Wojciech Grzędziński: Nawet przerosło oczekiwania... Wyzwanie jest ogromne. Na razie musiałem bardziej się skoncentrować na organizacji pracy i stworzeniu sprawnie funkcjonującego systemu działu foto i wideo. Skupić się na wyposażeniu w sprzęt i programy potrzebne do pracy. Dopiero teraz spokojnie mogę się poświęcić robieniu długoterminowego reportażu.
W powszechnej świadomości funkcjonujesz przede wszystkim jako fotograf wojenny. Czym rola fotografa prezydenta różni się od robienia zdjęć konfliktów zbrojnych? Czy twoim zdaniem jest w czymś podobna?
Są to diametralnie różne rodzaje reportażu i zupełnie różne style pracy.
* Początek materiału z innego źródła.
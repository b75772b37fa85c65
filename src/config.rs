use crate::engine::{EngineSettings, DEFAULT_ANGER_THRESHOLD};
use crate::session::{SessionSettings, DEFAULT_PREDICTION_DELAY};
use anyhow::{Context, Result};
use serde::{Deserialize, Serialize};
use std::path::{Path, PathBuf};
use std::time::Duration;

/// Name of the per-user and per-project config directory
const CONFIG_DIR: &str = ".arthur";

/// Engine tunables
#[derive(Debug, Clone, Deserialize, Serialize, Default)]
pub struct EngineConfig {
    #[serde(default)]
    pub anger_threshold: Option<u32>,
    #[serde(default)]
    pub seed: Option<u64>,
}

/// Where templates come from
#[derive(Debug, Clone, Deserialize, Serialize, Default)]
pub struct TemplatesConfig {
    /// YAML template file; the built-in store is used when unset
    #[serde(default)]
    pub path: Option<PathBuf>,
}

/// Console transport settings
#[derive(Debug, Clone, Deserialize, Serialize)]
pub struct TransportConfig {
    #[serde(default = "default_prediction_delay_ms")]
    pub prediction_delay_ms: u64,
    #[serde(default = "default_true")]
    pub history_file: bool,
}

fn default_prediction_delay_ms() -> u64 {
    DEFAULT_PREDICTION_DELAY.as_millis() as u64
}

fn default_true() -> bool {
    true
}

impl Default for TransportConfig {
    fn default() -> Self {
        Self {
            prediction_delay_ms: default_prediction_delay_ms(),
            history_file: default_true(),
        }
    }
}

#[derive(Debug, Clone, Deserialize, Serialize, Default)]
pub struct LoggingConfig {
    /// tracing-subscriber filter directive, e.g. "arthur=debug"
    #[serde(default)]
    pub filter: Option<String>,
}

/// Main configuration structure
#[derive(Debug, Clone, Deserialize, Serialize, Default)]
pub struct Config {
    #[serde(default)]
    pub engine: EngineConfig,
    #[serde(default)]
    pub templates: TemplatesConfig,
    #[serde(default)]
    pub transport: TransportConfig,
    #[serde(default)]
    pub logging: LoggingConfig,
}

impl Config {
    /// Load configuration from default paths
    /// Priority: local (.arthur/config.local.toml) > project (.arthur/config.toml) > user (~/.arthur/config.toml)
    pub fn load() -> Result<Self> {
        let mut config = Self::default();

        if let Some(home) = dirs::home_dir() {
            let user_config = home.join(CONFIG_DIR).join("config.toml");
            if user_config.exists() {
                config.merge(Self::load_from(&user_config)?);
            }
        }

        let project_config = Path::new(CONFIG_DIR).join("config.toml");
        if project_config.exists() {
            config.merge(Self::load_from(&project_config)?);
        }

        // Should be gitignored
        let local_config = Path::new(CONFIG_DIR).join("config.local.toml");
        if local_config.exists() {
            config.merge(Self::load_from(&local_config)?);
        }

        Ok(config)
    }

    /// Load configuration from a specific path
    pub fn load_from(path: &Path) -> Result<Self> {
        let content = std::fs::read_to_string(path)
            .with_context(|| format!("failed to read config {}", path.display()))?;
        let mut config: Config = toml::from_str(&content)
            .with_context(|| format!("failed to parse config {}", path.display()))?;

        // Template paths are relative to the file that names them
        if let (Some(templates), Some(dir)) = (config.templates.path.as_mut(), path.parent()) {
            if templates.is_relative() {
                *templates = dir.join(&*templates);
            }
        }
        Ok(config)
    }

    /// Merge another config into this one (other takes priority).
    /// Optional values override only when set; transport settings are
    /// always taken from the later file.
    pub fn merge(&mut self, other: Config) {
        if other.engine.anger_threshold.is_some() {
            self.engine.anger_threshold = other.engine.anger_threshold;
        }
        if other.engine.seed.is_some() {
            self.engine.seed = other.engine.seed;
        }
        if other.templates.path.is_some() {
            self.templates.path = other.templates.path;
        }
        self.transport = other.transport;
        if other.logging.filter.is_some() {
            self.logging.filter = other.logging.filter;
        }
    }

    pub fn session_settings(&self) -> SessionSettings {
        SessionSettings {
            engine: EngineSettings {
                anger_threshold: self
                    .engine
                    .anger_threshold
                    .unwrap_or(DEFAULT_ANGER_THRESHOLD),
                seed: self.engine.seed,
            },
            prediction_delay: Duration::from_millis(self.transport.prediction_delay_ms),
        }
    }

    /// REPL history location (~/.arthur/history), if enabled
    pub fn history_path(&self) -> Option<PathBuf> {
        if !self.transport.history_file {
            return None;
        }
        dirs::home_dir().map(|home| home.join(CONFIG_DIR).join("history"))
    }
}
Kompletnie inne emocje, ludzie, miejsca, dla mnie fotograficznie to drugi biegun. Co do podobieństw, to w obu przypadkach dużo się podróżuje, choć w pracy z Prezydentem ogląda się bardziej nudne miejsca.
Na nadchodzącym Opolskim Festiwalu Fotograficznym prezentujesz razem z Bartkiem Sadowskim jeszcze inny materiał, wykonany podczas Konkursu Chopinowskiego. Jakie masz przemyślenia na temat tego zlecenia?
Z Bartkiem spędziliśmy wspaniały miesiąc z okładem, jedząc, żyjąc, pracując, a nawet śpiąc pod jednym dachem, czasami w Filharmonii. Był to piękny okres ciężkiej pracy, dającej jednocześnie ogromną satysfakcję.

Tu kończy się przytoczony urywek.